** Opening EXERCISE MATERIALS block **

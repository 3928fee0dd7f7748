//! Server configuration
//!
//! Loaded from TOML. Every field is optional:
//!
//! ```toml
//! bind = "127.0.0.1"
//! port = 7331
//! description = "Friday night Quarto"
//! game = "quarto"
//! extensions = ["NAMEDQUEUES", "RANK", "CHAT"]
//! default_queue = "DEFAULT"
//! ```

use std::net::{IpAddr, Ipv4Addr, SocketAddr};
use std::path::Path;

use quarto_core::GameKind;
use serde::{Deserialize, Serialize};

use crate::error::{Error, Result};
use crate::protocol::{Extension, Extensions, SEPARATOR};
use crate::DEFAULT_PORT;

#[derive(Debug, Clone, PartialEq, Eq, Serialize, Deserialize)]
#[serde(default)]
pub struct ServerConfig {
    pub bind: IpAddr,
    /// Port 0 picks an ephemeral port
    pub port: u16,
    /// Greeting sent in the server HELLO. Defaults to the game's greeting.
    pub description: Option<String>,
    pub game: GameKind,
    /// Extensions this server offers
    pub extensions: Vec<Extension>,
    /// Queue joined by a bare QUEUE
    pub default_queue: String,
}

impl Default for ServerConfig {
    fn default() -> Self {
        Self {
            bind: IpAddr::V4(Ipv4Addr::UNSPECIFIED),
            port: DEFAULT_PORT,
            description: None,
            game: GameKind::default(),
            extensions: Extension::ALL.to_vec(),
            default_queue: "DEFAULT".to_string(),
        }
    }
}

impl ServerConfig {
    pub fn from_toml_str(source: &str) -> Result<Self> {
        let config: ServerConfig = toml::from_str(source)?;
        config.validate()?;
        Ok(config)
    }

    pub fn load(path: impl AsRef<Path>) -> Result<Self> {
        let source = std::fs::read_to_string(path)?;
        Self::from_toml_str(&source)
    }

    /// Values that would not survive the trip onto the wire are rejected
    pub fn validate(&self) -> Result<()> {
        if let Some(description) = &self.description {
            check_wire_token("description", description)?;
        }
        check_wire_token("default_queue", &self.default_queue)
    }

    pub fn greeting(&self) -> String {
        self.description
            .clone()
            .unwrap_or_else(|| self.game.greeting().to_string())
    }

    pub fn extension_set(&self) -> Extensions {
        self.extensions.iter().copied().collect()
    }

    pub fn socket_addr(&self) -> SocketAddr {
        SocketAddr::new(self.bind, self.port)
    }

    pub fn with_port(mut self, port: u16) -> Self {
        self.port = port;
        self
    }
}

fn check_wire_token(field: &str, value: &str) -> Result<()> {
    if value.is_empty() {
        return Err(Error::InvalidConfig(format!("{field} must not be empty")));
    }
    if value.contains(SEPARATOR) || value.contains('\n') {
        return Err(Error::InvalidConfig(format!(
            "{field} must not contain '{SEPARATOR}' or line breaks"
        )));
    }
    Ok(())
}

#[cfg(test)]
mod tests {
    use super::*;
    use std::io::Write;

    #[test]
    fn test_defaults() {
        let config = ServerConfig::from_toml_str("").unwrap();
        assert_eq!(config, ServerConfig::default());
        assert_eq!(config.port, 7331);
        assert_eq!(config.greeting(), "Hello from Quarto server");
        assert_eq!(config.extension_set(), Extensions::all());
    }

    #[test]
    fn test_partial_override() {
        let config = ServerConfig::from_toml_str(
            r#"
            port = 0
            description = "Friday night Quarto"
            extensions = ["CHAT"]
            "#,
        )
        .unwrap();
        assert_eq!(config.port, 0);
        assert_eq!(config.greeting(), "Friday night Quarto");
        assert!(config.extension_set().contains(Extension::Chat));
        assert!(!config.extension_set().contains(Extension::Rank));
        assert_eq!(config.default_queue, "DEFAULT");
    }

    #[test]
    fn test_rejects_separator() {
        let err = ServerConfig::from_toml_str(r#"default_queue = "a~b""#).unwrap_err();
        assert!(matches!(err, Error::InvalidConfig(_)));

        let err = ServerConfig::from_toml_str(r#"extensions = ["ENCRYPTION"]"#).unwrap_err();
        assert!(matches!(err, Error::Config(_)));
    }

    #[test]
    fn test_load_from_file() {
        let mut file = tempfile::NamedTempFile::new().unwrap();
        writeln!(file, "bind = \"127.0.0.1\"\nport = 9000\ngame = \"quarto\"").unwrap();

        let config = ServerConfig::load(file.path()).unwrap();
        assert_eq!(config.socket_addr(), "127.0.0.1:9000".parse().unwrap());
    }

    #[test]
    fn test_missing_file() {
        let err = ServerConfig::load("/definitely/not/here.toml").unwrap_err();
        assert!(matches!(err, Error::Io(_)));
    }
}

** Closing EXERCISE MATERIALS block **

TASK DETAILS
For the listing above, say how many lines hold the string "Result". Give only that number.

RESPONSE TO THE TASK
5